*** Opening of Source data ***
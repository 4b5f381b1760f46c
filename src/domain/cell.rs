/// Cell: one tile object living on the field.
///
/// A cell sits in exactly one grid slot while resting. While it slides
/// between slots the grid holds reserved markers and the cell is reachable
/// only through the field's move list, until it commits at its destination.

use super::edges::EdgeMask;
use super::tile::TileKind;
use crate::config::EngineConfig;

/// Lifecycle of a cell on the removal list.
#[derive(Clone, Copy, PartialEq, Eq, Debug)]
pub enum Removal {
    /// Enqueued this tick, break not yet announced.
    Queued,
    /// Break announced; slot is reserved until the countdown ends.
    Dying { remaining: i32 },
}

impl Removal {
    /// Advance a dying countdown. Returns true once it has run out.
    pub fn tick(&mut self, elapsed: i32) -> bool {
        match self {
            Removal::Queued => false,
            Removal::Dying { remaining } => {
                *remaining -= elapsed;
                *remaining < 1
            }
        }
    }
}

#[derive(Clone, Debug)]
pub struct Cell {
    pub kind: TileKind,
    /// Grid slot the current move started from (== dest while resting).
    pub sx: i32,
    pub sy: i32,
    /// Grid slot the cell is heading to (== source while resting).
    pub dx: i32,
    pub dy: i32,
    /// Pixel position, interpolated between slots.
    pub px: i32,
    pub py: i32,
    /// Pixels per tick on each axis; zero while resting.
    pub vx: i32,
    pub vy: i32,
    pub edges: EdgeMask,
    /// Switch-controlled. Inactive movers, floors and triggers do nothing.
    pub active: bool,
    /// Mover travel direction as a screen delta on its axis.
    pub heading: i32,
    /// Mover: ticks left blocked before reversing.
    pub mover_timer: i32,
    /// Copy/swap trigger: ticks until it may fire again.
    pub cooldown: i32,
    pub removal: Option<Removal>,
    /// Visited by the static scan this tick.
    pub checked: bool,
    pub cursor_lock: bool,
    /// Cursor push queued while sliding, applied at the end of the tick.
    pub nudge: i32,
}

impl Cell {
    pub fn new(kind: TileKind, x: i32, y: i32, cfg: &EngineConfig) -> Self {
        let heading = match kind {
            TileKind::MoverVertical => 1,
            _ => -1,
        };
        Cell {
            kind,
            sx: x,
            sy: y,
            dx: x,
            dy: y,
            px: cfg.pixel_x(x),
            py: cfg.pixel_y(y),
            vx: 0,
            vy: 0,
            edges: EdgeMask::default(),
            active: true,
            heading,
            mover_timer: cfg.mover_countdown,
            cooldown: 0,
            removal: None,
            checked: false,
            cursor_lock: false,
            nudge: 0,
        }
    }

    pub fn is_brick(&self) -> bool {
        self.kind.is_brick()
    }

    pub fn is_moving(&self) -> bool {
        self.vx != 0 || self.vy != 0
    }

    /// Has this cell been enqueued for removal (in any phase)?
    pub fn is_doomed(&self) -> bool {
        self.removal.is_some()
    }

    /// Mover countdown while blocked. Reverses heading when it runs out.
    pub fn mover_blocked(&mut self, elapsed: i32, countdown: i32) {
        self.mover_timer -= elapsed;
        if self.mover_timer < 1 {
            self.heading = -self.heading;
            self.mover_timer = countdown;
        }
    }
}
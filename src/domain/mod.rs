pub mod cell;
pub mod cursor;
pub mod edges;
pub mod tile;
*** Close of Source data ***
§ **Work required**
Return only the lines above that run from the opening line through the line containing "zero while resting.", exactly as written.

§ **Solution for this problem**
repository 4b5f381b1760f46c
filename src/domain/cell.rs
/// Cell: one tile object living on the field.
///
/// A cell sits in exactly one grid slot while resting. While it slides
/// between slots the grid holds reserved markers and the cell is reachable
/// only through the field's move list, until it commits at its destination.

use super::edges::EdgeMask;
use super::tile::TileKind;
use crate::config::EngineConfig;

/// Lifecycle of a cell on the removal list.
#[derive(Clone, Copy, PartialEq, Eq, Debug)]
pub enum Removal {
    /// Enqueued this tick, break not yet announced.
    Queued,
    /// Break announced; slot is reserved until the countdown ends.
    Dying { remaining: i32 },
}

impl Removal {
    /// Advance a dying countdown. Returns true once it has run out.
    pub fn tick(&mut self, elapsed: i32) -> bool {
        match self {
            Removal::Queued => false,
            Removal::Dying { remaining } => {
                *remaining -= elapsed;
                *remaining < 1
            }
        }
    }
}

#[derive(Clone, Debug)]
pub struct Cell {
    pub kind: TileKind,
    /// Grid slot the current move started from (== dest while resting).
    pub sx: i32,
    pub sy: i32,
    /// Grid slot the cell is heading to (== source while resting).
    pub dx: i32,
    pub dy: i32,
    /// Pixel position, interpolated between slots.
    pub px: i32,
    pub py: i32,
    /// Pixels per tick on each axis; zero while resting.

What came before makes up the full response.